That is the key idea:
a Signal belongs to an owner instance.
Subscribers still need a reference to that owner in order to subscribe.
When Signal Is a Good Fit
Reach for Signal when:
- one object exposes a callback surface to several listeners
- listeners already know the owner they want to observe
- the event belongs to that one owner instance
- subscription objects,
once(...), and explicit disposal are useful
This is a good fit for local, owner-scoped relationships.

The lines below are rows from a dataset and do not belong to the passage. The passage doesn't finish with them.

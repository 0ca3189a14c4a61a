// SPDX-License-Identifier: MIT

//! State management for graph workflows
//!
//! This module provides:
//! - `StateSchema` - declares domain fields, their defaults and reducers
//! - `WorkflowState` - the state container threaded through a run
//! - `ReducerType` - strategies for merging values into state

mod schema;
mod store;

pub use schema::{FieldType, ReducerType, StateFieldDef, StateSchema};
pub use store::WorkflowState;
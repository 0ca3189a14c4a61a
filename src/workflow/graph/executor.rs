// SPDX-License-Identifier: MIT

//! Graph workflow executor
//!
//! Drives one run through a `GraphDefinition`: execute the current node,
//! resolve its outbound edge, advance, repeat until `END`, a failure, the
//! round budget or cancellation.

use async_trait::async_trait;
use futures::FutureExt;
use std::panic::AssertUnwindSafe;
use tokio_util::sync::CancellationToken;

use super::definition::GraphDefinition;
use super::edge::RouteDecision;
use super::types::END;
use crate::engine::error::{RunError, StepError};
use crate::workflow::run::RunStatus;
use crate::workflow::state::WorkflowState;

/// Trace entry written when a run reaches the terminal sentinel
pub const END_REACHED: &str = "Workflow reached END.";

/// Error message recorded when a step panics
pub const STEP_PANICKED: &str = "step panicked";

/// Receives snapshots while a run progresses
#[async_trait]
pub trait RunObserver: Send + Sync {
    /// Called once, before the first node executes
    async fn on_start(&self, _state: &WorkflowState) {}

    /// Called after each advance to a new node
    async fn on_round(&self, _state: &WorkflowState) {}

    /// Called once with the final outcome
    async fn on_finish(&self, _outcome: &RunOutcome) {}
}

/// Observer that ignores everything
pub struct NoopObserver;

#[async_trait]
impl RunObserver for NoopObserver {}

/// Terminal result of a run
#[derive(Debug, Clone, PartialEq)]
pub enum RunOutcome {
    Completed(WorkflowState),
    Failed {
        error: RunError,
        /// State as of the last successful step
        state: WorkflowState,
    },
}

impl RunOutcome {
    pub fn state(&self) -> &WorkflowState {
        match self {
            RunOutcome::Completed(state) => state,
            RunOutcome::Failed { state, .. } => state,
        }
    }

    pub fn into_state(self) -> WorkflowState {
        match self {
            RunOutcome::Completed(state) => state,
            RunOutcome::Failed { state, .. } => state,
        }
    }

    pub fn error(&self) -> Option<&RunError> {
        match self {
            RunOutcome::Completed(_) => None,
            RunOutcome::Failed { error, .. } => Some(error),
        }
    }

    pub fn is_completed(&self) -> bool {
        matches!(self, RunOutcome::Completed(_))
    }

    pub fn status(&self) -> RunStatus {
        match self {
            RunOutcome::Completed(_) => RunStatus::Completed,
            RunOutcome::Failed { .. } => RunStatus::Failed,
        }
    }
}

/// The interpreter loop, bounded by a round budget
#[derive(Debug, Clone, Copy)]
pub struct Executor {
    max_rounds: u32,
}

impl Executor {
    pub fn new(max_rounds: u32) -> Self {
        Self { max_rounds }
    }

    pub fn max_rounds(&self) -> u32 {
        self.max_rounds
    }

    /// Run to completion without observation or cancellation
    pub async fn run(&self, graph: &GraphDefinition, state: WorkflowState) -> RunOutcome {
        self.run_observed(graph, state, &NoopObserver, &CancellationToken::new())
            .await
    }

    /// Run to completion, reporting progress to `observer`.
    ///
    /// `cancel` is checked at each iteration boundary; a step that is
    /// already running is never interrupted.
    pub async fn run_observed(
        &self,
        graph: &GraphDefinition,
        mut state: WorkflowState,
        observer: &dyn RunObserver,
        cancel: &CancellationToken,
    ) -> RunOutcome {
        state.begin(graph.entry());
        observer.on_start(&state).await;
        log::info!(
            "Starting graph '{}' at '{}' (budget {} rounds)",
            graph.name(),
            graph.entry(),
            self.max_rounds
        );

        let outcome = loop {
            if cancel.is_cancelled() {
                break fail(state, RunError::Cancelled);
            }
            if state.round() >= self.max_rounds {
                break fail(
                    state,
                    RunError::StepBudgetExceeded {
                        limit: self.max_rounds,
                    },
                );
            }

            let node_id = state.current_node().unwrap_or_default().to_string();
            let node = match graph.node(&node_id) {
                Some(node) => node,
                None => break fail(state, RunError::UnknownNode(node_id)),
            };

            state.push_log(format!("Executing Node: {}", node_id));
            log::info!("Round {}: executing node '{}'", state.round(), node_id);

            let ledger = state.detach_ledger();
            let before = state.clone();
            // A panicking step fails the run like a step error
            let result = AssertUnwindSafe(node.step().run(state))
                .catch_unwind()
                .await
                .unwrap_or_else(|_| Err(StepError::failed(STEP_PANICKED)));
            state = match result {
                Ok(mut next) => {
                    next.attach_ledger(ledger);
                    next
                }
                Err(e) => {
                    let mut restored = before;
                    restored.attach_ledger(ledger);
                    break fail(
                        restored,
                        RunError::StepExecution {
                            node: node_id,
                            message: e.to_string(),
                        },
                    );
                }
            };

            let edge = match graph.edge(&node_id) {
                Some(edge) => edge,
                None => break fail(state, RunError::NoEdgeDefined(node_id)),
            };
            let resolution = edge.resolve(&state);
            let next = resolution.target.to_string();
            if edge.is_conditional() {
                let decision = RouteDecision {
                    round: state.round(),
                    from: node_id,
                    to: next.clone(),
                    route: resolution.route,
                };
                log::debug!("Routing: {}", decision);
                state.push_route(decision);
            }

            if next == END {
                state.push_log(END_REACHED);
                log::info!("Graph '{}' reached END", graph.name());
                break RunOutcome::Completed(state);
            }

            state.advance(&next);
            observer.on_round(&state).await;
        };

        observer.on_finish(&outcome).await;
        outcome
    }
}

fn fail(mut state: WorkflowState, error: RunError) -> RunOutcome {
    log::error!("Run failed: {}", error);
    state.push_log(error.to_string());
    RunOutcome::Failed { error, state }
}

Example: A Door Exposes onOpened
Here the Door owns the signal:
use Lenga\Engine\Core\Behaviour;
use Lenga\Engine\Core\Signal;
final class Door extends Behaviour
{
public Signal $onOpened;
public function awake(): void
{
$this->onOpened = $this->createSignal();
}
public function open(): void
{
$this->onOpened->dispatch($this);
}
}
Now another object can subscribe to that one specific door:
use Lenga\Engine\Core\Behaviour;
use Lenga\Engine\Core\SignalSubscription;
final class DoorIndicator extends Behaviour
{
public ?Door $door = null;
private ?SignalSubscription $subscription = null;
public function onEnable(): void
{
$this->subscription = $this->door?->onOpened->add(function (Door $door): void {
$this->flashIndicator();
});
}
public function onDisable(): void
{
$this->subscription?->dispose();
$this->subscription = null;
}
private function flashIndicator(): void
{
}
}
This works well because DoorIndicator already knows which Door it cares about.

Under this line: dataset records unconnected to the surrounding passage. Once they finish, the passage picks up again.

// SPDX-License-Identifier: MIT

use crate::engine::error::StepError;
use crate::engine::step::{FnStep, Predicate, Step};
use crate::workflow::state::WorkflowState;
use std::collections::HashMap;
use std::sync::Arc;
use tokio::sync::RwLock;

/// Name -> implementation lookup for steps and named predicates.
///
/// Graphs resolve names once, when they are built. Re-registering a name
/// afterwards only affects graphs built later.
#[derive(Clone)]
pub struct StepRegistry {
    steps: Arc<RwLock<HashMap<String, Arc<dyn Step>>>>,
    predicates: Arc<RwLock<HashMap<String, Arc<dyn Predicate>>>>,
}

impl StepRegistry {
    pub fn new() -> Self {
        Self {
            steps: Arc::new(RwLock::new(HashMap::new())),
            predicates: Arc::new(RwLock::new(HashMap::new())),
        }
    }

    pub async fn register(&self, step: Arc<dyn Step>) {
        let mut steps = self.steps.write().await;
        if steps.insert(step.name().to_string(), step.clone()).is_some() {
            log::warn!("Step '{}' re-registered, replacing previous", step.name());
        }
    }

    /// Register a synchronous closure as a step
    pub async fn register_fn<F>(&self, name: &str, func: F)
    where
        F: Fn(WorkflowState) -> Result<WorkflowState, StepError> + Send + Sync + 'static,
    {
        self.register(Arc::new(FnStep::new(name, func))).await;
    }

    pub async fn register_predicate<P>(&self, name: &str, predicate: P)
    where
        P: Predicate + 'static,
    {
        let mut predicates = self.predicates.write().await;
        if predicates.insert(name.to_string(), Arc::new(predicate)).is_some() {
            log::warn!("Predicate '{}' re-registered, replacing previous", name);
        }
    }

    pub async fn get(&self, name: &str) -> Option<Arc<dyn Step>> {
        let steps = self.steps.read().await;
        steps.get(name).cloned()
    }

    pub async fn get_predicate(&self, name: &str) -> Option<Arc<dyn Predicate>> {
        let predicates = self.predicates.read().await;
        predicates.get(name).cloned()
    }

    /// Registered step names, sorted
    pub async fn step_names(&self) -> Vec<String> {
        let steps = self.steps.read().await;
        let mut names: Vec<String> = steps.keys().cloned().collect();
        names.sort();
        names
    }

    /// Registered predicate names, sorted
    pub async fn predicate_names(&self) -> Vec<String> {
        let predicates = self.predicates.read().await;
        let mut names: Vec<String> = predicates.keys().cloned().collect();
        names.sort();
        names
    }
}

impl Default for StepRegistry {
    fn default() -> Self {
        Self::new()
    }
}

Why createSignal() Matters
Create signals in awake() with createSignal():
public function awake(): void
{
$this->onOpened = $this->createSignal();
}
That keeps the signal tied to the behaviour lifecycle.
What Signals Do Well
Signals are useful when you want:
- one owner to expose a local callback surface
- several listeners attached to the same owner
- explicit subscription objects
once(...)behavior
Signals are not the default answer for general gameplay events.
If your listener should react without holding a dispatcher reference, use EventBus instead.